I am building a token-based authentication API, and I have three main methods:
Register Method: It takes credentials (email, password, phone number) and creates the user, then sends an OTP message to the phone number provided in the credentials input. At this stage, I haven't implemented any login, session or token creation; I'm simply creating the user.
Verify: This method takes a phone number and a code. It checks the OTP code, and if it is correct, it will get the user data associated with that phone number from db and update its database column 'verify_phone_at' to 'verified' in order to mark the user as verified. Additionally, it will create the token. (here i created the token and verified the user depending on the input phone number)
Login Method: Ensures that the user is verified and creates a new token.
resendVerifyCode: It takes a phone number as credentials and resends the OTP message to that phone number.
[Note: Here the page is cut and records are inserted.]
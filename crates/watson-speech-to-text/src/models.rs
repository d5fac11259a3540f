//! Wire models for Speech to Text v1.

use std::collections::HashMap;

use chrono::{DateTime, Utc};
use serde::{Deserialize, Serialize};

#[derive(Debug, Clone, Serialize, Deserialize)]
pub struct SupportedFeatures {
    #[serde(skip_serializing_if = "Option::is_none")]
    pub custom_language_model: Option<bool>,
    #[serde(skip_serializing_if = "Option::is_none")]
    pub speaker_labels: Option<bool>,
}

/// A base model available for transcription.
#[derive(Debug, Clone, Serialize, Deserialize)]
pub struct SpeechModel {
    pub name: String,
    #[serde(skip_serializing_if = "Option::is_none")]
    pub language: Option<String>,
    #[serde(skip_serializing_if = "Option::is_none")]
    pub rate: Option<i64>,
    #[serde(skip_serializing_if = "Option::is_none")]
    pub url: Option<String>,
    #[serde(skip_serializing_if = "Option::is_none")]
    pub supported_features: Option<SupportedFeatures>,
    #[serde(skip_serializing_if = "Option::is_none")]
    pub description: Option<String>,
}

#[derive(Debug, Clone, Serialize, Deserialize)]
pub struct SpeechModels {
    #[serde(default)]
    pub models: Vec<SpeechModel>,
}

/// A keyword spotted in the audio.
#[derive(Debug, Clone, Serialize, Deserialize)]
pub struct KeywordResult {
    pub normalized_text: String,
    pub start_time: f64,
    pub end_time: f64,
    pub confidence: f64,
}

/// One transcription hypothesis.
#[derive(Debug, Clone, Serialize, Deserialize)]
pub struct SpeechRecognitionAlternative {
    pub transcript: String,
    #[serde(skip_serializing_if = "Option::is_none")]
    pub confidence: Option<f64>,
    /// Word timings as `[word, start, end]` triples.
    #[serde(default, skip_serializing_if = "Vec::is_empty")]
    pub timestamps: Vec<(String, f64, f64)>,
    /// Word confidences as `[word, confidence]` pairs.
    #[serde(default, skip_serializing_if = "Vec::is_empty")]
    pub word_confidence: Vec<(String, f64)>,
}

#[derive(Debug, Clone, Serialize, Deserialize)]
pub struct SpeechRecognitionResult {
    #[serde(rename = "final")]
    pub is_final: bool,
    #[serde(default)]
    pub alternatives: Vec<SpeechRecognitionAlternative>,
    #[serde(skip_serializing_if = "Option::is_none")]
    pub keywords_result: Option<HashMap<String, Vec<KeywordResult>>>,
}

/// The complete response of a recognize call.
#[derive(Debug, Clone, Serialize, Deserialize)]
pub struct SpeechRecognitionResults {
    #[serde(default)]
    pub results: Vec<SpeechRecognitionResult>,
    #[serde(skip_serializing_if = "Option::is_none")]
    pub result_index: Option<i64>,
    #[serde(default, skip_serializing_if = "Vec::is_empty")]
    pub warnings: Vec<String>,
}

/// A custom language model.
#[derive(Debug, Clone, Serialize, Deserialize)]
pub struct LanguageModel {
    pub customization_id: String,
    #[serde(skip_serializing_if = "Option::is_none")]
    pub created: Option<DateTime<Utc>>,
    #[serde(skip_serializing_if = "Option::is_none")]
    pub language: Option<String>,
    #[serde(skip_serializing_if = "Option::is_none")]
    pub dialect: Option<String>,
    #[serde(skip_serializing_if = "Option::is_none")]
    pub owner: Option<String>,
    #[serde(skip_serializing_if = "Option::is_none")]
    pub name: Option<String>,
    #[serde(skip_serializing_if = "Option::is_none")]
    pub description: Option<String>,
    #[serde(skip_serializing_if = "Option::is_none")]
    pub base_model_name: Option<String>,
    #[serde(skip_serializing_if = "Option::is_none")]
    pub status: Option<String>,
    #[serde(skip_serializing_if = "Option::is_none")]
    pub progress: Option<i64>,
    #[serde(skip_serializing_if = "Option::is_none")]
    pub error: Option<String>,
    #[serde(default, skip_serializing_if = "Vec::is_empty")]
    pub warnings: Vec<String>,
}

impl LanguageModel {
    /// Customization lifecycle states.
    pub const STATUS_PENDING: &'static str = "pending";
    pub const STATUS_READY: &'static str = "ready";
    pub const STATUS_TRAINING: &'static str = "training";
    pub const STATUS_AVAILABLE: &'static str = "available";
    pub const STATUS_UPGRADING: &'static str = "upgrading";
    pub const STATUS_FAILED: &'static str = "failed";
}

#[derive(Debug, Clone, Serialize, Deserialize)]
pub struct LanguageModels {
    #[serde(default)]
    pub customizations: Vec<LanguageModel>,
}

/// A corpus of a custom language model.
#[derive(Debug, Clone, Serialize, Deserialize)]
pub struct Corpus {
    pub name: String,
    #[serde(skip_serializing_if = "Option::is_none")]
    pub total_words: Option<i64>,
    #[serde(skip_serializing_if = "Option::is_none")]
    pub out_of_vocabulary_words: Option<i64>,
    #[serde(skip_serializing_if = "Option::is_none")]
    pub status: Option<String>,
    #[serde(skip_serializing_if = "Option::is_none")]
    pub error: Option<String>,
}

impl Corpus {
    /// Corpus processing states.
    pub const STATUS_ANALYZED: &'static str = "analyzed";
    pub const STATUS_BEING_PROCESSED: &'static str = "being_processed";
    pub const STATUS_UNDETERMINED: &'static str = "undetermined";
}

#[derive(Debug, Clone, Serialize, Deserialize)]
pub struct Corpora {
    #[serde(default)]
    pub corpora: Vec<Corpus>,
}

/// Options for a recognize call. The audio is sent as the raw request body
/// with its `Content-Type`.
#[derive(Debug, Clone)]
pub struct RecognizeOptions {
    pub audio: Vec<u8>,
    pub content_type: String,
    pub model: Option<String>,
    pub language_customization_id: Option<String>,
    pub acoustic_customization_id: Option<String>,
    pub timestamps: Option<bool>,
    pub word_confidence: Option<bool>,
    pub max_alternatives: Option<i64>,
    pub inactivity_timeout: Option<i64>,
    pub keywords: Option<Vec<String>>,
    pub keywords_threshold: Option<f32>,
    pub smart_formatting: Option<bool>,
    pub speaker_labels: Option<bool>,
}

impl RecognizeOptions {
    pub fn new(audio: Vec<u8>, content_type: impl Into<String>) -> Self {
        Self {
            audio,
            content_type: content_type.into(),
            model: None,
            language_customization_id: None,
            acoustic_customization_id: None,
            timestamps: None,
            word_confidence: None,
            max_alternatives: None,
            inactivity_timeout: None,
            keywords: None,
            keywords_threshold: None,
            smart_formatting: None,
            speaker_labels: None,
        }
    }

    pub fn with_model(mut self, model: impl Into<String>) -> Self {
        self.model = Some(model.into());
        self
    }

    pub fn with_language_customization_id(mut self, id: impl Into<String>) -> Self {
        self.language_customization_id = Some(id.into());
        self
    }

    pub fn with_acoustic_customization_id(mut self, id: impl Into<String>) -> Self {
        self.acoustic_customization_id = Some(id.into());
        self
    }

    pub fn with_timestamps(mut self, timestamps: bool) -> Self {
        self.timestamps = Some(timestamps);
        self
    }

    pub fn with_word_confidence(mut self, word_confidence: bool) -> Self {
        self.word_confidence = Some(word_confidence);
        self
    }

    pub fn with_max_alternatives(mut self, max_alternatives: i64) -> Self {
        self.max_alternatives = Some(max_alternatives);
        self
    }

    pub fn with_inactivity_timeout(mut self, inactivity_timeout: i64) -> Self {
        self.inactivity_timeout = Some(inactivity_timeout);
        self
    }

    pub fn with_keywords(mut self, keywords: Vec<String>, threshold: f32) -> Self {
        self.keywords = Some(keywords);
        self.keywords_threshold = Some(threshold);
        self
    }

    pub fn with_smart_formatting(mut self, smart_formatting: bool) -> Self {
        self.smart_formatting = Some(smart_formatting);
        self
    }

    pub fn with_speaker_labels(mut self, speaker_labels: bool) -> Self {
        self.speaker_labels = Some(speaker_labels);
        self
    }
}

/// Options for creating a custom language model.
#[derive(Debug, Clone, Serialize)]
pub struct CreateLanguageModelOptions {
    pub name: String,
    pub base_model_name: String,
    #[serde(skip_serializing_if = "Option::is_none")]
    pub dialect: Option<String>,
    #[serde(skip_serializing_if = "Option::is_none")]
    pub description: Option<String>,
}

impl CreateLanguageModelOptions {
    pub fn new(name: impl Into<String>, base_model_name: impl Into<String>) -> Self {
        Self {
            name: name.into(),
            base_model_name: base_model_name.into(),
            dialect: None,
            description: None,
        }
    }

    pub fn with_dialect(mut self, dialect: impl Into<String>) -> Self {
        self.dialect = Some(dialect.into());
        self
    }

    pub fn with_description(mut self, description: impl Into<String>) -> Self {
        self.description = Some(description.into());
        self
    }
}

/// Options for training a custom language model.
#[derive(Debug, Clone, Default)]
pub struct TrainOptions {
    pub word_type_to_add: Option<String>,
    pub customization_weight: Option<f64>,
}

impl TrainOptions {
    pub fn new() -> Self {
        Self::default()
    }

    pub fn with_word_type_to_add(mut self, word_type_to_add: impl Into<String>) -> Self {
        self.word_type_to_add = Some(word_type_to_add.into());
        self
    }

    pub fn with_customization_weight(mut self, customization_weight: f64) -> Self {
        self.customization_weight = Some(customization_weight);
        self
    }
}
The security concerns here are:
1- Verify Method: The user inputs his phone number, and a message is sent to that phone. It's possible that the phone number entered may be different from the one associated with the user's account in register stage because I don't have access to user data (haven't logged in yet to access the authenticated user). The only constraint is that the phone number must exist and be attached to an account, a user can input his friend's phone number, verify it, obtain a token, and access their friend's account without entering email or password just from verify the account.
How to solve this problem: Should I create session for the user after the creation account stage and only generate the token when the user verified his account?